Tim Graham | Getty Images
India is “clearly having problems” finding new drivers of economic growth despite its rapidly expanding economy, Jahangir Aziz of JPMorgan said after the country’s federal budget.
“If you look back at the last two years of India post-pandemic, you’ve seen record growth. But if you look at what’s driving that growth, it’s essentially two things: public infrastructure and services exports,” Aziz, JPMorgan’s chief emerging markets economist, said on CNBC’s “Street Signs Asia” on Tuesday.
“Services exports have remained stable at high levels but are not growing as fast as they did a few years ago,” Aziz said, adding that the government should focus on increasing private investment and boosting consumption.
“It’s going to be very hard for India to sustain a 6-7 percent growth rate based on public infrastructure and services exports alone…The question is whether India can broaden the engine of growth to include consumption and, crucially, private investment, something we haven’t seen in a long time.”
India’s chief economic adviser V. Ananta Nageswaran said on Monday that the economy is expected to grow at 6.5-7 percent in fiscal 2025, below the Reserve Bank of India’s forecast of 7.2 percent growth.
According to the International Monetary Fund’s latest World Economic Outlook, the country’s growth rate is projected to slow to 6.5% in 2025.
India has a young population and is expected to become the world’s third-largest consumer market by 2027, but consumption is unlikely to grow if high unemployment gets in the way, warned Raghuram Rajan, a professor at the University of Chicago Booth School and former governor of the Reserve Bank of India.
The country’s unemployment rate rose to 9.2% in June from 7% the previous month, according to the Centre for Monitoring Indian Economy.

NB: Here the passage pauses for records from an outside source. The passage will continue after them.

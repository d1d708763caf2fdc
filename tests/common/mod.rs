#![allow(dead_code)]

pub mod mocks;

pub use mocks::MockFile;

use csv_binder::{
    core::{
        formatter::{Formatter, ParseError},
        value::Value,
    },
    csv_record,
    item::csv::{csv_descriptor::CsvDescriptor, csv_format::CsvFormat},
};

#[derive(Debug, Default, Clone, PartialEq)]
pub struct Person {
    pub name: Option<String>,
    pub address: Option<String>,
}

csv_record!(Person { name, address });

pub fn person(name: &str, address: &str) -> Person {
    Person {
        name: Some(name.to_string()),
        address: Some(address.to_string()),
    }
}

#[derive(Debug, Default, Clone, PartialEq)]
pub struct Employee {
    pub name: Option<String>,
    pub address: Option<String>,
    pub wage: f64,
}

csv_record!(Employee {
    name,
    address,
    wage
});

/// Upper cases names in both directions.
pub struct NameFormat;

impl Formatter for NameFormat {
    fn format(&self, value: &Value) -> String {
        value.to_string().to_uppercase()
    }

    fn parse(&self, value: &str) -> Result<Value, ParseError> {
        Ok(Value::from(value.to_uppercase()))
    }
}

/// Fails every parse.
pub struct ExceptionalFormat;

impl Formatter for ExceptionalFormat {
    fn format(&self, value: &Value) -> String {
        value.to_string()
    }

    fn parse(&self, value: &str) -> Result<Value, ParseError> {
        Err(ParseError::new(format!("exceptional value |{value}|")))
    }
}

pub fn init_logger() {
    let _ = env_logger::builder().is_test(true).try_init();
}

/// Descriptor binding `name` and `address`, in this order.
pub fn person_descriptor(format: CsvFormat) -> CsvDescriptor<Person> {
    let mut descriptor = CsvDescriptor::with_format(format);
    descriptor
        .add_columns(["name", "address"])
        .expect("columns bind to Person");
    descriptor
}

pub fn read_persons(format: CsvFormat, data: &[u8]) -> Vec<Person> {
    let mut descriptor = person_descriptor(format);
    let reader = csv_binder::item::csv::csv_reader::CsvReader::new(&mut descriptor, data);
    reader
        .collect::<Result<Vec<_>, _>>()
        .expect("relaxed reading never fails")
}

“Consumption growth has been relatively slow over the past few quarters and unless people are more confident that they have jobs and they’re in well-paying jobs, that will drag on growth,” Rajan said.
The prime minister questioned employment measures announced in Tuesday’s budget, including a promise to train two million young people over five years and providing a month’s wages of about 15,000 rupees ($179) to employees joining the workforce for the first time.
“Are they on a scale that India needs, given the huge concerns over unemployment?”